New York Times Best Seller: How to Train Even the Most Stubborn of Owners

Lately I’ve  spent quite a bit of time perusing the archives of Susan Garrett’s Dog Agility Blog. Partly to feed my obsession with dogs and dog sports and also because Susan Garrett is the ultimate dog training guru. She has some amazingly insightful ideas about things I would never consider on my own. Her knowledge of dog behaviour could, and has, filled multiple volumes. The way she explains everything makes it all sound so simple. After reading some of her articles I feel inspired to work harder.

But enough gushing, I’m probably embarrassing myself. 

To get to the point, as I was reading through some older posts I found this one on shaping behaviour. More specifically, how dogs often shape the behaviour of their owners. Some of the comments were hilarious. I’d never really thought about that side of things. While dogs are undoubtably intelligent creatures, I hadn’t realised in how many ways this intelligence is applied. Or maybe I just didn’t want to think myself susceptible to a doggy scheme. The article got me thinking deeper about our relationship with Shiva and now I’m smacking myself on the head for being so easily duped by a canine.

Shiva has trained us to perform in so many ways it’s kind of mortifying to admit. For starters,  from the beginning, every time Shiva felt she wasn’t getting enough attention she would wander over to the front door, look through the gate we have blocking the downstairs, and pretend to whine at the cat. Naturally, I would call her back up and then reward her for coming directly to me with a treat or a game. It was Shiva’s first big training success! Considering she’d only had us a week or so at that point, she’s a pretty good teacher.

Fortunately, I did eventually cop on to this scheme. Once when Shiva went over to do her usual whining I was busy with something and couldn’t respond right away. But I was able to look over to see her duck her head, whine, and then look back in my direction before turning to whine again. After that, I knew she was just looking for some form of attention and I started ignoring her whining at the gate. She kept it up for a little while, sometimes whining for several minutes, but now she rarely uses that tactic any more. Shiva didn’t give up on her student – don’t worry – she just moved on to the next strategy in her arsenal.
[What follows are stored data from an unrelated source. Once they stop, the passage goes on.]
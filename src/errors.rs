//! Unified error types for the sales rollup engine.
//!
//! Store errors coming out of `SeaORM` are classified on the way in: constraint
//! violations become [`Error::IntegrityViolation`] and lost connections become
//! [`Error::ConnectivityFailure`], so callers can match on intent rather than
//! on driver details.

use sea_orm::{DbErr, SqlErr};
use thiserror::Error;

use crate::entities::INVARIANT_PREFIX;

/// Main error type for every fact store, materialization and verification operation.
#[derive(Debug, Error)]
pub enum Error {
    /// A write would break a fact store invariant. Nothing was committed.
    #[error("Integrity violation: {message}")]
    IntegrityViolation {
        /// Which invariant was violated and by what value
        message: String,
    },

    /// A non-blocking refresh could not proceed.
    #[error("Refresh conflict on {rollup}: {reason}")]
    RefreshConflict {
        /// Name of the materialized rollup
        rollup: String,
        /// Why the non-blocking path was refused
        reason: String,
    },

    /// The consistency verifier found violations and the caller chose to treat them as fatal.
    #[error("Aggregation inconsistency: {violations} violation(s) found")]
    AggregationInconsistency {
        /// Number of violations in the failing report
        violations: usize,
    },

    /// The underlying store is unreachable.
    #[error("Store unreachable: {message}")]
    ConnectivityFailure {
        /// Driver message
        message: String,
    },

    /// A referenced row does not exist.
    #[error("{entity} {id} not found")]
    NotFound {
        /// Entity kind, e.g. `"order"`
        entity: &'static str,
        /// Primary key that was looked up
        id: i64,
    },

    /// Any other database error.
    #[error("Database error: {0}")]
    Database(DbErr),

    /// Configuration could not be read or parsed.
    #[error("Configuration error: {message}")]
    Config {
        /// What went wrong
        message: String,
    },

    /// I/O error.
    #[error("I/O error: {0}")]
    Io(#[from] std::io::Error),
}

impl Error {
    /// Shorthand for building an [`Error::IntegrityViolation`].
    pub fn integrity(message: impl Into<String>) -> Self {
        Self::IntegrityViolation {
            message: message.into(),
        }
    }
}

impl From<DbErr> for Error {
    fn from(err: DbErr) -> Self {
        match err.sql_err() {
            Some(SqlErr::UniqueConstraintViolation(msg)) => {
                return Self::integrity(format!("duplicate key: {msg}"));
            }
            Some(SqlErr::ForeignKeyConstraintViolation(msg)) => {
                return Self::integrity(format!("unresolved reference: {msg}"));
            }
            _ => {}
        }

        match err {
            DbErr::Custom(msg) if msg.starts_with(INVARIANT_PREFIX) => {
                Self::integrity(&msg[INVARIANT_PREFIX.len()..])
            }
            DbErr::Conn(e) => Self::ConnectivityFailure {
                message: e.to_string(),
            },
            DbErr::ConnectionAcquire(e) => Self::ConnectivityFailure {
                message: e.to_string(),
            },
            other => Self::Database(other),
        }
    }
}

/// Convenience `Result` type
pub type Result<T> = std::result::Result<T, Error>;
Since then Shiva has shaped us to let her on the couch when she rests her chin on the cushion, open the car window in the backseat when she tries to climb into the front, play a game of tug when she sits and stares at her toy, give her attention  and give her affection when she sits at our feet with her head under our hands. This is only a short list. Some I don’t mind so much (the toy thing is really cute and isn’t it polite of her to ask so nicely?) while others I know we need to work on.

The one lesson she’s taught me that is going to be the most difficult to unlearn is one  Susan Garrett even mentioned in her post. When we practice agility at home we always use a tug toy as a reward. Shiva’s tug drive is limitless and she could go for hours, at home. In class it’s a totally different story. We’ve tried bumpers and squeakies and ropes and her favourite rubber ring but in class she won’t accept anything but food. I’ve tried tugging with her before class or before we start a sequence but often she’s just not into it. Every single time she ignores the thrown toy and goes for my pocket. We have had success getting Shiva to tug the treat pouch but that’s kind of where we have stalled. Most of the time I don’t even bother pulling the tug toy out any more. Until I read the article I didn’t know that Shiva had shaped us into letting her choose which reward she gets. She’s so good I don’t even know if there is anything I can do about it. I can’t not reward her for a well-done sequence. I worry if I only have a toy on me she will become bored with the class. Shiva has mastered the shaping technique so well I bet she could write a book.